_EXERCISE AIM_
Among the entries, find the lines with the string "IndexMap" and report them.
***
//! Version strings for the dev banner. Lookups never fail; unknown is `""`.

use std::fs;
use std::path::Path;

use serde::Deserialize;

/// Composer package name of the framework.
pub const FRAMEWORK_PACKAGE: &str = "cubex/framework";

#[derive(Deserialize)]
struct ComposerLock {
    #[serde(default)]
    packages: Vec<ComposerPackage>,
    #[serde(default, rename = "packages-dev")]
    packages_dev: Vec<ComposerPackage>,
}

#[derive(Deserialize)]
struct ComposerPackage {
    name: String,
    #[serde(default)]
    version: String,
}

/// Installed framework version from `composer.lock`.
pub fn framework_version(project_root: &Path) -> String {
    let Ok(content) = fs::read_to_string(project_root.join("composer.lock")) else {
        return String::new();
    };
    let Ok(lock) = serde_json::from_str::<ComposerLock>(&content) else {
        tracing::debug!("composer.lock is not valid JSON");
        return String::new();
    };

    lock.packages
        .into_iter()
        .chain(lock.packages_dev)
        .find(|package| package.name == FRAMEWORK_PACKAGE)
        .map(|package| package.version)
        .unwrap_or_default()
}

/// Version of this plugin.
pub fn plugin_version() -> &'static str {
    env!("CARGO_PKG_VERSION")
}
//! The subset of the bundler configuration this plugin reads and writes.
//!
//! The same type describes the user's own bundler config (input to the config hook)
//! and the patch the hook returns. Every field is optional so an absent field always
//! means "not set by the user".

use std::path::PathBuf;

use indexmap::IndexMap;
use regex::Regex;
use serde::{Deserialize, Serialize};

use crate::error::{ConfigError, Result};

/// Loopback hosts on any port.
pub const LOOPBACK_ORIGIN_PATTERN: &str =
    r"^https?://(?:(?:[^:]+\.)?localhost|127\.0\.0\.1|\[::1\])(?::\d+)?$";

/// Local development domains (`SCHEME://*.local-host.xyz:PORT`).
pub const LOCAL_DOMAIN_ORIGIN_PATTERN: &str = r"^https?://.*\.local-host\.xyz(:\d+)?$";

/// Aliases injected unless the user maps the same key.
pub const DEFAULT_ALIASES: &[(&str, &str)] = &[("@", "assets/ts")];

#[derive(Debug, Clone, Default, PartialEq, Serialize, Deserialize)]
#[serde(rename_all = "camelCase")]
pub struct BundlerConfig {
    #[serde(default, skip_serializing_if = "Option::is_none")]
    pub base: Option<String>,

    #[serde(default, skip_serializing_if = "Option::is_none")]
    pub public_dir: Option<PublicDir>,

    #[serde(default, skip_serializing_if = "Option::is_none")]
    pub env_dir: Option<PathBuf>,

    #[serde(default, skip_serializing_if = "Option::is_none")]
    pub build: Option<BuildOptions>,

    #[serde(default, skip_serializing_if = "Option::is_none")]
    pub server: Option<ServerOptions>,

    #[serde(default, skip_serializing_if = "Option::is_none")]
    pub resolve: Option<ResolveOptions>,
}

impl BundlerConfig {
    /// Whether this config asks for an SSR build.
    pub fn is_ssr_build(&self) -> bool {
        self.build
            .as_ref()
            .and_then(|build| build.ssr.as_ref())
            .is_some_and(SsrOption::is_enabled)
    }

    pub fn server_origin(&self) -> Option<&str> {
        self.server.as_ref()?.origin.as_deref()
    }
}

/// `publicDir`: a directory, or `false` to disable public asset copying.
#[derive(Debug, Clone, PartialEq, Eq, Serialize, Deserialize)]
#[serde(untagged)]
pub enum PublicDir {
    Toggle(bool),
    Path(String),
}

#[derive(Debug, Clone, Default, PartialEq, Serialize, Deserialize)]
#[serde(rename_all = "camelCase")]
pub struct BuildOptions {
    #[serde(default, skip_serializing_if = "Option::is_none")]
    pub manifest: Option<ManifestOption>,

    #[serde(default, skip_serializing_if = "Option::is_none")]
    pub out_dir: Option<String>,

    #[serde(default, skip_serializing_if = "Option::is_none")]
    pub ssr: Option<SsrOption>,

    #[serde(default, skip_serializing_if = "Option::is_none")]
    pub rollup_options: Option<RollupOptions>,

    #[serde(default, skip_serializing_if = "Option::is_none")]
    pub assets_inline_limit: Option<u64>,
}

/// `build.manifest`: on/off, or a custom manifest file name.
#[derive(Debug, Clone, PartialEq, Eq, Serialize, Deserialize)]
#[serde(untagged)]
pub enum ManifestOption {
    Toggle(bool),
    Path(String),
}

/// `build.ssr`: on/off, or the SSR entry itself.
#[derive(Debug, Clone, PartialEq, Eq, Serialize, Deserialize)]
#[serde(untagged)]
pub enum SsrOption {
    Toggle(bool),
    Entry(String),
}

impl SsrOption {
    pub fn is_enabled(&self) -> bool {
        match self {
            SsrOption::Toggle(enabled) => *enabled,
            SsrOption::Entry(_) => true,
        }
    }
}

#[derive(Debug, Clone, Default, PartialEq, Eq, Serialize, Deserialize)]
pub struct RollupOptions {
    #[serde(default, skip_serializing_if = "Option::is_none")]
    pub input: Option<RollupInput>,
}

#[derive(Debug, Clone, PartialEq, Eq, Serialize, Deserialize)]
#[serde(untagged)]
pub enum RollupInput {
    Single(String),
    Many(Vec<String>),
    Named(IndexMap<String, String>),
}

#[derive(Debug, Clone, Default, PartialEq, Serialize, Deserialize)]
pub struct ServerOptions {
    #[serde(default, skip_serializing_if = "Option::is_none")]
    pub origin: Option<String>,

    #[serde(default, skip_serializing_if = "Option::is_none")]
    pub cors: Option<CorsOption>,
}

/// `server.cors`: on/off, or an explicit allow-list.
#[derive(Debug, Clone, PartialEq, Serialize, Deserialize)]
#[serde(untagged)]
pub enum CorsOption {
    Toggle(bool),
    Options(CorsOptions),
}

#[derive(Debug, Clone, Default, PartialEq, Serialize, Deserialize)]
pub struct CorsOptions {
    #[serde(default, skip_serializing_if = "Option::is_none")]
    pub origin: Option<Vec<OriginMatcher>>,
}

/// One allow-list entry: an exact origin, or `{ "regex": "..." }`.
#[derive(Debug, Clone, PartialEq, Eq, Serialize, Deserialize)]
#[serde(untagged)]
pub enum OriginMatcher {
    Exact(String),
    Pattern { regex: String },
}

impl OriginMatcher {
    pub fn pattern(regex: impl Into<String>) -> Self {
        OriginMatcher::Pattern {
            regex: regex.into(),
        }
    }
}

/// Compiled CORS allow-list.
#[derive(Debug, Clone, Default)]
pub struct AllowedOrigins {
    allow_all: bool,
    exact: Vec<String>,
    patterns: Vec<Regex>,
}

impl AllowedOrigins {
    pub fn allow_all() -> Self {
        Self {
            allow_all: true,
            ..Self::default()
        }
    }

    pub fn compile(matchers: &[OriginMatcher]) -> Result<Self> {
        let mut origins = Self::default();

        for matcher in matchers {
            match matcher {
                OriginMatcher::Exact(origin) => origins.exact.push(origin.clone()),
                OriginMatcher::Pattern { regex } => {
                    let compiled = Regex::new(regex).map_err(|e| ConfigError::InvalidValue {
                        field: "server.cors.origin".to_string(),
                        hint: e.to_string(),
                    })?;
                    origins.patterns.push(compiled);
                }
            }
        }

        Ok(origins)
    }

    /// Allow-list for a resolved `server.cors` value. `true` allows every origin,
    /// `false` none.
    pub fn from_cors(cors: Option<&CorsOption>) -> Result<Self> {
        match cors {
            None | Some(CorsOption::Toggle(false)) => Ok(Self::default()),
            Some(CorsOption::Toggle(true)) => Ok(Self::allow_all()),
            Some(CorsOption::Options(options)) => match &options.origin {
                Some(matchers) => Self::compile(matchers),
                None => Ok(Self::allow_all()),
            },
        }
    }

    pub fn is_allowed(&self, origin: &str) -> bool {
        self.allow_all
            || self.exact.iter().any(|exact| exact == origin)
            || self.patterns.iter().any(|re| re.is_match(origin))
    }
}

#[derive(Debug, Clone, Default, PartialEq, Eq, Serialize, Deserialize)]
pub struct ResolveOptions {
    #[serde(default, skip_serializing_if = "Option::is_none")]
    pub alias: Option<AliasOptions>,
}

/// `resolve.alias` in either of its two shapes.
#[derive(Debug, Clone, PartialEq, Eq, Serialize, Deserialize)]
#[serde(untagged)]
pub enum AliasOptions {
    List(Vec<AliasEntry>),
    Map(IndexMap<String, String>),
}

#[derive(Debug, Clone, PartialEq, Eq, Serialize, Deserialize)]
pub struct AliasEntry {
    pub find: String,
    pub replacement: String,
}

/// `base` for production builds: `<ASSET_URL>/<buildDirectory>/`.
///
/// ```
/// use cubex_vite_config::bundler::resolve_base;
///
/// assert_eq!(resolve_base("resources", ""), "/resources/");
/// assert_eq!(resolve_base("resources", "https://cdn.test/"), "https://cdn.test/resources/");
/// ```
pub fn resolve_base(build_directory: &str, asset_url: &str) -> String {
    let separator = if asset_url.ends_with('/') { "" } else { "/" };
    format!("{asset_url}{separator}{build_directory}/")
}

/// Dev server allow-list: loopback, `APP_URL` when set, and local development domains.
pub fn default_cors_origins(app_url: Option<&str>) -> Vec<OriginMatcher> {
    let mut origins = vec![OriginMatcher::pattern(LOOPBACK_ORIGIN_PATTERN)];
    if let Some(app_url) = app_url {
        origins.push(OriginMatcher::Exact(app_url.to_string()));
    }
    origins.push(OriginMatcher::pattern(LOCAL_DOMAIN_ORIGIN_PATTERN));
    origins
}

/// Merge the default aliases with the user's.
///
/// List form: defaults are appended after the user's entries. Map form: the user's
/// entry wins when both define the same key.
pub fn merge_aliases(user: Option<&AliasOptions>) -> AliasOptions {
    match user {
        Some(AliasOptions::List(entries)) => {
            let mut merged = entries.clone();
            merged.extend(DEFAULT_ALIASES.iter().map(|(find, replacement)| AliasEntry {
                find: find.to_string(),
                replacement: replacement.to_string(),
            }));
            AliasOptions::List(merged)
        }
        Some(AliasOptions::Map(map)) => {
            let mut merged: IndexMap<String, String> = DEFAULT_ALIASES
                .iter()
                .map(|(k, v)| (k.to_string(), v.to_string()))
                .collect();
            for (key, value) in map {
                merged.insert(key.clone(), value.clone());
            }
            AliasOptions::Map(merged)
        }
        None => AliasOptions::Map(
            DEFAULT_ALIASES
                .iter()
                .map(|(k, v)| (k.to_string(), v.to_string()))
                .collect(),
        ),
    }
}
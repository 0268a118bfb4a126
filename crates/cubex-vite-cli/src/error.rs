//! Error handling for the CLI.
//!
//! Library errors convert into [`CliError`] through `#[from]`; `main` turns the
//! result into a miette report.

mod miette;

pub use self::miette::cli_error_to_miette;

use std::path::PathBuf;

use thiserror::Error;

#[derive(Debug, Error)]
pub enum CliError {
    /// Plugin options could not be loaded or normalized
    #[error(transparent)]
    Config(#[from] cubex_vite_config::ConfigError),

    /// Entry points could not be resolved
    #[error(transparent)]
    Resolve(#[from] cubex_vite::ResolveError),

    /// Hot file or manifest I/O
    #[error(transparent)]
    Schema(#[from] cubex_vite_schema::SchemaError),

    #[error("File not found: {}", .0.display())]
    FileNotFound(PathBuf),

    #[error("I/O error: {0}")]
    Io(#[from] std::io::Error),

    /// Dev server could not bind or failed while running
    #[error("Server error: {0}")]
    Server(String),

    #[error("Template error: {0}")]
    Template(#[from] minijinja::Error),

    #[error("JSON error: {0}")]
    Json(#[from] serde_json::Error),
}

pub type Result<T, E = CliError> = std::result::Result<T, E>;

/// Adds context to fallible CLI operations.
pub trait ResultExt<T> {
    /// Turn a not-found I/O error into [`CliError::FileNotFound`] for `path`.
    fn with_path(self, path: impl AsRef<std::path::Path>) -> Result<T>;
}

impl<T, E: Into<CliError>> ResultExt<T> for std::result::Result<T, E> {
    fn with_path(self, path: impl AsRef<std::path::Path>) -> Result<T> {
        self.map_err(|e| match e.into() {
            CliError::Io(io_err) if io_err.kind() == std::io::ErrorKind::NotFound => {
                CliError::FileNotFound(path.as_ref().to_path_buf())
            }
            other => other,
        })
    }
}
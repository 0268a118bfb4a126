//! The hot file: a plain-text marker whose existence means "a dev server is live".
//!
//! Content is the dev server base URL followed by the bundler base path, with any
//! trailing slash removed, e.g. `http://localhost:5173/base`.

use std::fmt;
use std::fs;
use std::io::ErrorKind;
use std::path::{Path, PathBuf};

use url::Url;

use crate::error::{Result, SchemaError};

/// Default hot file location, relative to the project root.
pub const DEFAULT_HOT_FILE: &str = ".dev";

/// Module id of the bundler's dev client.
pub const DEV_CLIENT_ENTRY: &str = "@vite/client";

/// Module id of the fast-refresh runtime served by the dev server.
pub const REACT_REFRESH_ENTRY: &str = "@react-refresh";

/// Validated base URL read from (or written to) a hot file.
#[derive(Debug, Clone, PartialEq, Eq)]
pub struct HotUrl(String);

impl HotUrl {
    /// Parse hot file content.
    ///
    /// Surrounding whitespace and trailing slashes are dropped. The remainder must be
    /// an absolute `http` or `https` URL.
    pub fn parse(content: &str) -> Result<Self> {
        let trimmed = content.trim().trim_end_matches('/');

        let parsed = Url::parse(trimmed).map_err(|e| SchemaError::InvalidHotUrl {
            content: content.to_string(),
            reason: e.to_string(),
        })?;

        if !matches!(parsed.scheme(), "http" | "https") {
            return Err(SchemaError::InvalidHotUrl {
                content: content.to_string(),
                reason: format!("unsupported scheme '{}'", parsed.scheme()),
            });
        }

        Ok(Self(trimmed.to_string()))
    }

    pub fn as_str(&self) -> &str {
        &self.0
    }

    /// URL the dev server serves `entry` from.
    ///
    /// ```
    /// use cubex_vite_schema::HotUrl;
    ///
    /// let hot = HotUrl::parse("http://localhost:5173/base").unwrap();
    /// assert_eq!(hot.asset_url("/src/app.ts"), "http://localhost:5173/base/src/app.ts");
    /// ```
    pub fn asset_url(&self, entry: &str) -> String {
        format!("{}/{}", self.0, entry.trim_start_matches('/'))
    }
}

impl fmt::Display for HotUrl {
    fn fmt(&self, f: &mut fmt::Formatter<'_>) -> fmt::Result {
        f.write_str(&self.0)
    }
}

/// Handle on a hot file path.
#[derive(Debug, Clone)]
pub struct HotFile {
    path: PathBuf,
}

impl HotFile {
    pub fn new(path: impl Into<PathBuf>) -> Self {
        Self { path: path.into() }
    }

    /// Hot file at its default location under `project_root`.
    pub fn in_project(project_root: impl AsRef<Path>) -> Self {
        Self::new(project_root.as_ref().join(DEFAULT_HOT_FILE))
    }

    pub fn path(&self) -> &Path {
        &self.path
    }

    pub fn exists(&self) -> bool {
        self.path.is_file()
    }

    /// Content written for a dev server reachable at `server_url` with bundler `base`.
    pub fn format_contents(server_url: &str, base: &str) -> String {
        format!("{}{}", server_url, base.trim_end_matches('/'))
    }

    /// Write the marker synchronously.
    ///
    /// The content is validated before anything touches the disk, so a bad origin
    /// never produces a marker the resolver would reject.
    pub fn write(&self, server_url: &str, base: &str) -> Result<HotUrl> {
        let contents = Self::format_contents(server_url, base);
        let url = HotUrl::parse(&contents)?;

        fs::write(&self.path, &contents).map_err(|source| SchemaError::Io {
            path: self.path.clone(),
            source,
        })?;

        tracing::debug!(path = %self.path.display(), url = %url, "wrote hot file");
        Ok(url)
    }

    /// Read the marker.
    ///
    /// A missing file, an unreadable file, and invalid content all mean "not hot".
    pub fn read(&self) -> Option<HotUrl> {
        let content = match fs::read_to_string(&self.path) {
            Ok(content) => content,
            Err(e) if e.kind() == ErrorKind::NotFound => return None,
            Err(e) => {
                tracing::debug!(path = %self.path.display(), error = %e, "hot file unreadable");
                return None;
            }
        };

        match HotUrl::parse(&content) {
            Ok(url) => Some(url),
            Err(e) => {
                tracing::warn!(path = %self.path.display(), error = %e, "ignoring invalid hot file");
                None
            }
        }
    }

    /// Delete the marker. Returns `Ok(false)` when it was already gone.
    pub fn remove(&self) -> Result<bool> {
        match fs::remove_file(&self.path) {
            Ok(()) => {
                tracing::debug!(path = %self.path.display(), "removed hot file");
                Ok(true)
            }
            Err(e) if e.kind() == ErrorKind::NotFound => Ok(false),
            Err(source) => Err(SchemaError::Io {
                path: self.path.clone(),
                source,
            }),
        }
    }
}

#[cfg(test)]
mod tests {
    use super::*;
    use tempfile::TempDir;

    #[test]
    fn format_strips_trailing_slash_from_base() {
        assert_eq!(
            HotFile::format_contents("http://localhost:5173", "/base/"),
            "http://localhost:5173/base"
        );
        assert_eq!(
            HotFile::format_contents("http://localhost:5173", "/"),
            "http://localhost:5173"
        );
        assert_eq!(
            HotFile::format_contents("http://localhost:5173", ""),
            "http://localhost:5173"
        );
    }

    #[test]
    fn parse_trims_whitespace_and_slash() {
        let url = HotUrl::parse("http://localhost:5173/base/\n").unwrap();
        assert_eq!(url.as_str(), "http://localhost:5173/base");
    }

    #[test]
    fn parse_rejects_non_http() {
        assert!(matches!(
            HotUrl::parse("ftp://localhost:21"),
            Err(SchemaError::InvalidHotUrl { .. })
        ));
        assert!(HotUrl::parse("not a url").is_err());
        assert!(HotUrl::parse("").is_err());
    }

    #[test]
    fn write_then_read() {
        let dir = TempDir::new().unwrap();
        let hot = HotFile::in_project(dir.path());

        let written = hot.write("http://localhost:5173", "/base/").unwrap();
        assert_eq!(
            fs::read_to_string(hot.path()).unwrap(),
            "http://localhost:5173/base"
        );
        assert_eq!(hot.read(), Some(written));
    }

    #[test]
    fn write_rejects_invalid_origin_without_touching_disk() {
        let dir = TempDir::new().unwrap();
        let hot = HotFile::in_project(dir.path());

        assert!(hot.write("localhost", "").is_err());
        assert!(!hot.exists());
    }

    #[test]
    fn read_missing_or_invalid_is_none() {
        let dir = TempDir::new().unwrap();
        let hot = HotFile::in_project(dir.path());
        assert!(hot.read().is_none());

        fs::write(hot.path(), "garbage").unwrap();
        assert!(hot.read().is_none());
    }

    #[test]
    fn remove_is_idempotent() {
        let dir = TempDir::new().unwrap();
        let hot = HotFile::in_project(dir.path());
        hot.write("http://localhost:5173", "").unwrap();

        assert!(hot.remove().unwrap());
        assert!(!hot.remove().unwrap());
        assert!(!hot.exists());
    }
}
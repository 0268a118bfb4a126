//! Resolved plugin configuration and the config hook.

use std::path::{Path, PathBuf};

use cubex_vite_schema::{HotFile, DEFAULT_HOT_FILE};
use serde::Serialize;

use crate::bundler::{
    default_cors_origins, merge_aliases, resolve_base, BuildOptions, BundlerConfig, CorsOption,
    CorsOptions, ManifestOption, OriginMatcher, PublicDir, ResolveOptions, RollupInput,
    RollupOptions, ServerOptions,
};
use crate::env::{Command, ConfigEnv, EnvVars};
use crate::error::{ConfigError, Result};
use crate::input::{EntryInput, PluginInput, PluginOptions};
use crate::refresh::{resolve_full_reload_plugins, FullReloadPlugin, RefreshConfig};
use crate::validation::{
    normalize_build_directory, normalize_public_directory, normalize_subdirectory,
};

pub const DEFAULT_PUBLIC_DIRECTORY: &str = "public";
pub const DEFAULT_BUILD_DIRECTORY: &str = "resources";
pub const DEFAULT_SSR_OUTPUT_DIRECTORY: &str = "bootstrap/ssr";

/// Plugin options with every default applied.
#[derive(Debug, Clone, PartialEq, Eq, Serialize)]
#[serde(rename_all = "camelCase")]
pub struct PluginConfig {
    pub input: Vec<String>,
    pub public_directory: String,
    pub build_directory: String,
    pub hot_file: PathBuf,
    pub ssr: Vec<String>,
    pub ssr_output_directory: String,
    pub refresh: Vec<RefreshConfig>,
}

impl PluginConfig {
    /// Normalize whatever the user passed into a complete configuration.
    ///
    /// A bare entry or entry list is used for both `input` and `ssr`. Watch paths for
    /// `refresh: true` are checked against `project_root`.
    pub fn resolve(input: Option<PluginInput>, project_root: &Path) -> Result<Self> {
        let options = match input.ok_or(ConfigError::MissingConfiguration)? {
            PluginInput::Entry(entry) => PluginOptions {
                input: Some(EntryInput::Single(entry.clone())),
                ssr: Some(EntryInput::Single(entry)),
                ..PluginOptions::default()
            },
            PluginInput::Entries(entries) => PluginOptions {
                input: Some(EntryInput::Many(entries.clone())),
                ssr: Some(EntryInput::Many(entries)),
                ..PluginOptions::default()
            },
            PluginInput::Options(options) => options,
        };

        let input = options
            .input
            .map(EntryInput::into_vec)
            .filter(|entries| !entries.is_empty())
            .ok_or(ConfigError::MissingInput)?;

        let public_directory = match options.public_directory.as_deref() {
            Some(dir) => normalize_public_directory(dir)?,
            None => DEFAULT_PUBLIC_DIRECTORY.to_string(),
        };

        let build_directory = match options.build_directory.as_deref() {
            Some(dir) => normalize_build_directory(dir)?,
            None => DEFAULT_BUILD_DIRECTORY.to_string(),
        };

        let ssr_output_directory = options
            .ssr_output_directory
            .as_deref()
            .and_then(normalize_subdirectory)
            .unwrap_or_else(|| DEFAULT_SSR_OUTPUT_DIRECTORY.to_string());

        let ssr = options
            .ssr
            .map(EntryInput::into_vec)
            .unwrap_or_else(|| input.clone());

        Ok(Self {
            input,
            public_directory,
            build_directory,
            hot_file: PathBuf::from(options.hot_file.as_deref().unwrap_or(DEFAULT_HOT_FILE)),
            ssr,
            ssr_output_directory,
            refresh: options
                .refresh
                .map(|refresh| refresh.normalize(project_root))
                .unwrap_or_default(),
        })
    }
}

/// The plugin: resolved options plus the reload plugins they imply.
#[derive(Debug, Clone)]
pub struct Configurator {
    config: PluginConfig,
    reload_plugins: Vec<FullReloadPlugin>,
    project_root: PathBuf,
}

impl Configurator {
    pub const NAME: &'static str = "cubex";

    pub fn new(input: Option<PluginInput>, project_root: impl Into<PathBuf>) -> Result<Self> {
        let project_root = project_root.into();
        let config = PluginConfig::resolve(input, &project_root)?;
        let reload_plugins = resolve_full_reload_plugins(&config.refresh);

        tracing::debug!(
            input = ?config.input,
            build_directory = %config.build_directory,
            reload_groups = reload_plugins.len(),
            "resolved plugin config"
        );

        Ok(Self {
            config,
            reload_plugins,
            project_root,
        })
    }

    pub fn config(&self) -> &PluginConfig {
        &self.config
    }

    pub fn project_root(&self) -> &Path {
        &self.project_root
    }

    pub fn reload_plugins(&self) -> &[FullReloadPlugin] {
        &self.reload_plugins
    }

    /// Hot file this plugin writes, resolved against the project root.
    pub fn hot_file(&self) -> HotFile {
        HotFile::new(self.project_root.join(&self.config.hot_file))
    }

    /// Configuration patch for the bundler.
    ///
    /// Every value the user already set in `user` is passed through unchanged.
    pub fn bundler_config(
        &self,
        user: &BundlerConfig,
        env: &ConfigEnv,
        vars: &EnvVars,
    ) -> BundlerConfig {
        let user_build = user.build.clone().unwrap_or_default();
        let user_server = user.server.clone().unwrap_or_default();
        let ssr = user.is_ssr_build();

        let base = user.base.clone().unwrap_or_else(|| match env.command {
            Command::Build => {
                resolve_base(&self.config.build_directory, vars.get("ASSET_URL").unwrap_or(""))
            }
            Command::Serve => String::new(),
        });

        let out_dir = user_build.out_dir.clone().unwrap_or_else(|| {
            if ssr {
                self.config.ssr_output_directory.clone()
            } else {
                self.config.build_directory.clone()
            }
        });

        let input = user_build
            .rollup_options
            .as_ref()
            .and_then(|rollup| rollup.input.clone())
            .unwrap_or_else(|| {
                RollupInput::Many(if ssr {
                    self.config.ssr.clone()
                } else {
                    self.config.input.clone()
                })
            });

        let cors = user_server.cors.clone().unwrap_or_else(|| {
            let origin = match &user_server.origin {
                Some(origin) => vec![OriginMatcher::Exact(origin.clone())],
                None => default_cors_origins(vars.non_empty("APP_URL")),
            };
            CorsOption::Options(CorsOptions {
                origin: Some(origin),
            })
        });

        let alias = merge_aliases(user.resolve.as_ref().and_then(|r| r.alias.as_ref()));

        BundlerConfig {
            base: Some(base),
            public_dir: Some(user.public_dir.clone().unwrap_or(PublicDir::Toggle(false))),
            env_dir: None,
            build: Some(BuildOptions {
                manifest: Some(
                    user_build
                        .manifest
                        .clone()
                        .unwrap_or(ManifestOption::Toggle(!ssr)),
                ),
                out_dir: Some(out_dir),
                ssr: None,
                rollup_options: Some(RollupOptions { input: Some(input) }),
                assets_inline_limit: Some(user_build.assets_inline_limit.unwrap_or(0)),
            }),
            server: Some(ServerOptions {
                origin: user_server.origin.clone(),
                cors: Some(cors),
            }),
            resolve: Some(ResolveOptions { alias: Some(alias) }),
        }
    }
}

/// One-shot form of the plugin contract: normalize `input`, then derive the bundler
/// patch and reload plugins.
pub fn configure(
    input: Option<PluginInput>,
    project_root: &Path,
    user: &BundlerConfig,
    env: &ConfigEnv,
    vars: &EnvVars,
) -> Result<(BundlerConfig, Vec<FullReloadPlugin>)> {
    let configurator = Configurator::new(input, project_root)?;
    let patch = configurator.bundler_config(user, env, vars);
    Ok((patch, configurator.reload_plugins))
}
***
_THE ANSWER_
use indexmap::IndexMap;
    Named(IndexMap<String, String>),
    Map(IndexMap<String, String>),
            let mut merged: IndexMap<String, String> = DEFAULT_ALIASES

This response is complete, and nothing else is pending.